Exercise requirements —
Transcribe the data underneath exactly, keeping every word in place.

Stored items:
// src/ui/appendix.rs
use eframe::egui;
use rfd::FileDialog;
use std::path::PathBuf;

use crate::config::{content, DashboardConfig};
use crate::file::upload::{CsvPreview, UploadIntake, UploadKind, UploadedFile};
use crate::input::command::{AddUploadsCommand, RemoveUploadCommand, ReportErrorCommand, SaveCommentsCommand};
use crate::input::CommandQueue;
use crate::state::UiState;
use super::{info_box, success_box, tab_header};

/// Appendix tab. Owns the intake boundary and the unsaved comment text;
/// everything that outlives a frame goes through commands.
pub struct AppendixView {
    intake: UploadIntake,
    image_width: f32,
    comment_draft: String,
}

impl AppendixView {
    pub fn new(config: &DashboardConfig) -> Self {
        Self {
            intake: UploadIntake::new(config.csv_preview_rows),
            image_width: config.image_preview_width,
            comment_draft: String::new(),
        }
    }

    pub fn show(&mut self, ui: &mut egui::Ui, state: &UiState, commands: &mut CommandQueue) {
        tab_header(ui, "📎 Appendix");

        ui.columns(2, |columns| {
            self.show_uploads(&mut columns[0], state, commands);
            self.show_comments(&mut columns[1], state, commands);
        });

        // Technical specifications section
        ui.add_space(8.0);
        ui.separator();
        ui.heading("🔧 Technical Specifications");
        ui.columns(content::TECHNICAL_SPECS.len(), |columns| {
            for (column, (title, items)) in columns.iter_mut().zip(content::TECHNICAL_SPECS.iter()) {
                column.strong(format!("{}:", title));
                super::bullet_list(column, items);
            }
        });
    }

    /// Files dropped onto the window while the appendix is showing.
    pub fn accept_dropped(&self, ctx: &egui::Context, commands: &mut CommandQueue) {
        let dropped = ctx.input(|i| i.raw.dropped_files.clone());
        if dropped.is_empty() {
            return;
        }

        let mut accepted = Vec::new();
        for file in dropped {
            let result = match (&file.path, &file.bytes) {
                (Some(path), _) => self.intake.accept_path(path),
                (None, Some(bytes)) => self.intake.accept(&file.name, bytes.to_vec()),
                (None, None) => continue,
            };
            match result {
                Ok(upload) => accepted.push(upload),
                Err(e) => commands.push(ReportErrorCommand(e)),
            }
        }
        if !accepted.is_empty() {
            commands.push(AddUploadsCommand(accepted));
        }
    }

    fn pick_files(&self, commands: &mut CommandQueue) {
        let picked: Vec<PathBuf> = FileDialog::new()
            .add_filter("Supported files", &UploadKind::ACCEPTED_EXTENSIONS)
            .set_title("Choose files")
            .pick_files()
            .unwrap_or_default();

        let mut accepted = Vec::new();
        for path in picked {
            match self.intake.accept_path(&path) {
                Ok(upload) => accepted.push(upload),
                Err(e) => commands.push(ReportErrorCommand(e)),
            }
        }
        if !accepted.is_empty() {
            commands.push(AddUploadsCommand(accepted));
        }
    }

    fn show_uploads(&self, ui: &mut egui::Ui, state: &UiState, commands: &mut CommandQueue) {
        ui.heading("📁 File Upload");
        ui.label("Upload additional files for analysis or reference:");
        ui.horizontal(|ui| {
            if ui.button("Choose files").clicked() {
                self.pick_files(commands);
            }
            ui.weak(format!("or drop files here ({})", UploadKind::ACCEPTED_EXTENSIONS.join(", ")));
        });
        ui.add_space(8.0);

        if state.uploads().is_empty() {
            return;
        }

        ui.strong("Uploaded Files:");
        for (index, file) in state.uploads().iter().enumerate() {
            success_box(ui, format!("✅ {} ({})", file.name, file.mime_type()));
            ui.horizontal(|ui| {
                ui.weak(format!("received {}", file.received_at.format("%H:%M:%S")));
                if ui.small_button("🗑 Remove").clicked() {
                    commands.push(RemoveUploadCommand(index));
                }
            });

            if let Some(preview) = &file.csv_preview {
                ui.strong(format!("Preview of {}:", file.name));
                csv_table(ui, file, preview);
            } else if file.kind.is_image() {
                self.image_preview(ui, file);
            }
            ui.add_space(8.0);
        }
    }

    fn image_preview(&self, ui: &mut egui::Ui, file: &UploadedFile) {
        ui.add(
            egui::Image::from_bytes(file.image_uri(), file.bytes.clone())
                .max_width(self.image_width),
        );
        ui.weak(&file.name);
    }

    fn show_comments(&mut self, ui: &mut egui::Ui, state: &UiState, commands: &mut CommandQueue) {
        ui.heading("💬 Comments & Notes");
        ui.label("Add your observations, questions, or additional insights:");
        ui.add(
            egui::TextEdit::multiline(&mut self.comment_draft)
                .hint_text("Add any additional notes, observations, or questions about the analysis...")
                .desired_rows(8)
                .desired_width(f32::INFINITY),
        );

        if ui.button("💾 Save Comments").clicked() {
            commands.push(SaveCommentsCommand(self.comment_draft.clone()));
        }

        if let Some(saved) = state.saved_comments() {
            ui.add_space(8.0);
            ui.strong(format!("Previously Saved Comments ({}):", saved.saved_at.format("%Y-%m-%d %H:%M")));
            info_box(ui, saved.text.as_str());
        }
    }
}

fn csv_table(ui: &mut egui::Ui, file: &UploadedFile, preview: &CsvPreview) {
    egui::ScrollArea::horizontal()
        .id_source(file.id)
        .show(ui, |ui| {
            egui::Grid::new(("csv_preview", file.id))
                .striped(true)
                .show(ui, |ui| {
                    for header in &preview.headers {
                        ui.strong(header);
                    }
                    ui.end_row();
                    for row in &preview.rows {
                        for cell in row {
                            ui.label(cell);
                        }
                        ui.end_row();
                    }
                });
        });
}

Result below —
// src/ui/appendix.rs
use eframe::egui;
use rfd::FileDialog;
use std::path::PathBuf;

use crate::config::{content, DashboardConfig};
use crate::file::upload::{CsvPreview, UploadIntake, UploadKind, UploadedFile};
use crate::input::command::{AddUploadsCommand, RemoveUploadCommand, ReportErrorCommand, SaveCommentsCommand};
use crate::input::CommandQueue;
use crate::state::UiState;
use super::{info_box, success_box, tab_header};

/// Appendix tab. Owns the intake boundary and the unsaved comment text;
/// everything that outlives a frame goes through commands.
pub struct AppendixView {
    intake: UploadIntake,
    image_width: f32,
    comment_draft: String,
}

impl AppendixView {
    pub fn new(config: &DashboardConfig) -> Self {
        Self {
            intake: UploadIntake::new(config.csv_preview_rows),
            image_width: config.image_preview_width,
            comment_draft: String::new(),
        }
    }

    pub fn show(&mut self, ui: &mut egui::Ui, state: &UiState, commands: &mut CommandQueue) {
        tab_header(ui, "📎 Appendix");

        ui.columns(2, |columns| {
            self.show_uploads(&mut columns[0], state, commands);
            self.show_comments(&mut columns[1], state, commands);
        });

        // Technical specifications section
        ui.add_space(8.0);
        ui.separator();
        ui.heading("🔧 Technical Specifications");
        ui.columns(content::TECHNICAL_SPECS.len(), |columns| {
            for (column, (title, items)) in columns.iter_mut().zip(content::TECHNICAL_SPECS.iter()) {
                column.strong(format!("{}:", title));
                super::bullet_list(column, items);
            }
        });
    }

    /// Files dropped onto the window while the appendix is showing.
    pub fn accept_dropped(&self, ctx: &egui::Context, commands: &mut CommandQueue) {
        let dropped = ctx.input(|i| i.raw.dropped_files.clone());
        if dropped.is_empty() {
            return;
        }

        let mut accepted = Vec::new();
        for file in dropped {
            let result = match (&file.path, &file.bytes) {
                (Some(path), _) => self.intake.accept_path(path),
                (None, Some(bytes)) => self.intake.accept(&file.name, bytes.to_vec()),
                (None, None) => continue,
            };
            match result {
                Ok(upload) => accepted.push(upload),
                Err(e) => commands.push(ReportErrorCommand(e)),
            }
        }
        if !accepted.is_empty() {
            commands.push(AddUploadsCommand(accepted));
        }
    }

    fn pick_files(&self, commands: &mut CommandQueue) {
        let picked: Vec<PathBuf> = FileDialog::new()
            .add_filter("Supported files", &UploadKind::ACCEPTED_EXTENSIONS)
            .set_title("Choose files")
            .pick_files()
            .unwrap_or_default();

        let mut accepted = Vec::new();
        for path in picked {
            match self.intake.accept_path(&path) {
                Ok(upload) => accepted.push(upload),
                Err(e) => commands.push(ReportErrorCommand(e)),
            }
        }
        if !accepted.is_empty() {
            commands.push(AddUploadsCommand(accepted));
        }
    }

    fn show_uploads(&self, ui: &mut egui::Ui, state: &UiState, commands: &mut CommandQueue) {
        ui.heading("📁 File Upload");
        ui.label("Upload additional files for analysis or reference:");
        ui.horizontal(|ui| {
            if ui.button("Choose files").clicked() {
                self.pick_files(commands);
            }
            ui.weak(format!("or drop files here ({})", UploadKind::ACCEPTED_EXTENSIONS.join(", ")));
        });
        ui.add_space(8.0);

        if state.uploads().is_empty() {
            return;
        }

        ui.strong("Uploaded Files:");
        for (index, file) in state.uploads().iter().enumerate() {
            success_box(ui, format!("✅ {} ({})", file.name, file.mime_type()));
            ui.horizontal(|ui| {
                ui.weak(format!("received {}", file.received_at.format("%H:%M:%S")));
                if ui.small_button("🗑 Remove").clicked() {
                    commands.push(RemoveUploadCommand(index));
                }
            });

            if let Some(preview) = &file.csv_preview {
                ui.strong(format!("Preview of {}:", file.name));
                csv_table(ui, file, preview);
            } else if file.kind.is_image() {
                self.image_preview(ui, file);
            }
            ui.add_space(8.0);
        }
    }

    fn image_preview(&self, ui: &mut egui::Ui, file: &UploadedFile) {
        ui.add(
            egui::Image::from_bytes(file.image_uri(), file.bytes.clone())
                .max_width(self.image_width),
        );
        ui.weak(&file.name);
    }

    fn show_comments(&mut self, ui: &mut egui::Ui, state: &UiState, commands: &mut CommandQueue) {
        ui.heading("💬 Comments & Notes");
        ui.label("Add your observations, questions, or additional insights:");
        ui.add(
            egui::TextEdit::multiline(&mut self.comment_draft)
                .hint_text("Add any additional notes, observations, or questions about the analysis...")
                .desired_rows(8)
                .desired_width(f32::INFINITY),
        );

        if ui.button("💾 Save Comments").clicked() {
            commands.push(SaveCommentsCommand(self.comment_draft.clone()));
        }

        if let Some(saved) = state.saved_comments() {
            ui.add_space(8.0);
            ui.strong(format!("Previously Saved Comments ({}):", saved.saved_at.format("%Y-%m-%d %H:%M")));
            info_box(ui, saved.text.as_str());
        }
    }
}

fn csv_table(ui: &mut egui::Ui, file: &UploadedFile, preview: &CsvPreview) {
    egui::ScrollArea::horizontal()
        .id_source(file.id)
        .show(ui, |ui| {
            egui::Grid::new(("csv_preview", file.id))
                .striped(true)
                .show(ui, |ui| {
                    for header in &preview.headers {
                        ui.strong(header);
                    }
                    ui.end_row();
                    for row in &preview.rows {
                        for cell in row {
                            ui.label(cell);
                        }
                        ui.end_row();
                    }
                });
        });
}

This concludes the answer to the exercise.